DATASET RECORDS
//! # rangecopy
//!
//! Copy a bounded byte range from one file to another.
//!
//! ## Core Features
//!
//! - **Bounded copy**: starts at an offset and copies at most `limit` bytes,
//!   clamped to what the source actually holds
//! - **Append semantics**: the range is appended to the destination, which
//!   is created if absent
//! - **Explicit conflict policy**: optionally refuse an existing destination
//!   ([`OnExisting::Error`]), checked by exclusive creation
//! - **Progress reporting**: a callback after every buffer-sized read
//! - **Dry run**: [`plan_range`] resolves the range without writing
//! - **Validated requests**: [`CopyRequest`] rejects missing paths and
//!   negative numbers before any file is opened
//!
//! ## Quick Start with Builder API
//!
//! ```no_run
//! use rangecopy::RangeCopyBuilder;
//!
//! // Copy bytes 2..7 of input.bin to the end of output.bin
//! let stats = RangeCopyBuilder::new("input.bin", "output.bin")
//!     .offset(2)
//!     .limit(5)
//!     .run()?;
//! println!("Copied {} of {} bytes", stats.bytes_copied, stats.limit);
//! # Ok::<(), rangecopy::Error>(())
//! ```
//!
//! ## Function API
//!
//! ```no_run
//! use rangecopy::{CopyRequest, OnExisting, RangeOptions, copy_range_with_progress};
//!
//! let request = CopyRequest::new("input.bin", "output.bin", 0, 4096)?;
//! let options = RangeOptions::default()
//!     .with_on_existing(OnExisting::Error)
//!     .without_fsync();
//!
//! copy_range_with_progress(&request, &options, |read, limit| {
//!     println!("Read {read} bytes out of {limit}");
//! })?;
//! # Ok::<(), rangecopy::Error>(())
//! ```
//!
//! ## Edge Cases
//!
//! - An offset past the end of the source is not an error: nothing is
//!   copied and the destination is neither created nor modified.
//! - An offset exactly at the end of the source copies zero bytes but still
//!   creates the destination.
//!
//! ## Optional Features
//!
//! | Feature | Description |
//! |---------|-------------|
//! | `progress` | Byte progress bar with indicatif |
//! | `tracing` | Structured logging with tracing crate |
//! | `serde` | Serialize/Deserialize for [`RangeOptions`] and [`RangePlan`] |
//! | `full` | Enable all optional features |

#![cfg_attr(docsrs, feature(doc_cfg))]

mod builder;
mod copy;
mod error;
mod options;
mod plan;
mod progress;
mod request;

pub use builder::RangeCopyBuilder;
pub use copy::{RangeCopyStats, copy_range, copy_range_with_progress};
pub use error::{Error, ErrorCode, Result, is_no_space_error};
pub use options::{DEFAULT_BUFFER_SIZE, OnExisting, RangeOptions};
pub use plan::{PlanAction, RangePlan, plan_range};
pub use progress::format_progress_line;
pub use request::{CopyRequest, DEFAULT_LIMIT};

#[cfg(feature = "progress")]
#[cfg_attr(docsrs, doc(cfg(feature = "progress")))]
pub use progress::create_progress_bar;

WORK REQUEST
From the entries above, print the lines beginning at the one with "copy**: starts at" and stopping after the one with "every buffer-sized read", exactly as written and with nothing else.

RESULT OF THE TASK
//! - **Bounded copy**: starts at an offset and copies at most `limit` bytes,
//!   clamped to what the source actually holds
//! - **Append semantics**: the range is appended to the destination, which
//!   is created if absent
//! - **Explicit conflict policy**: optionally refuse an existing destination
//!   ([`OnExisting::Error`]), checked by exclusive creation
//! - **Progress reporting**: a callback after every buffer-sized read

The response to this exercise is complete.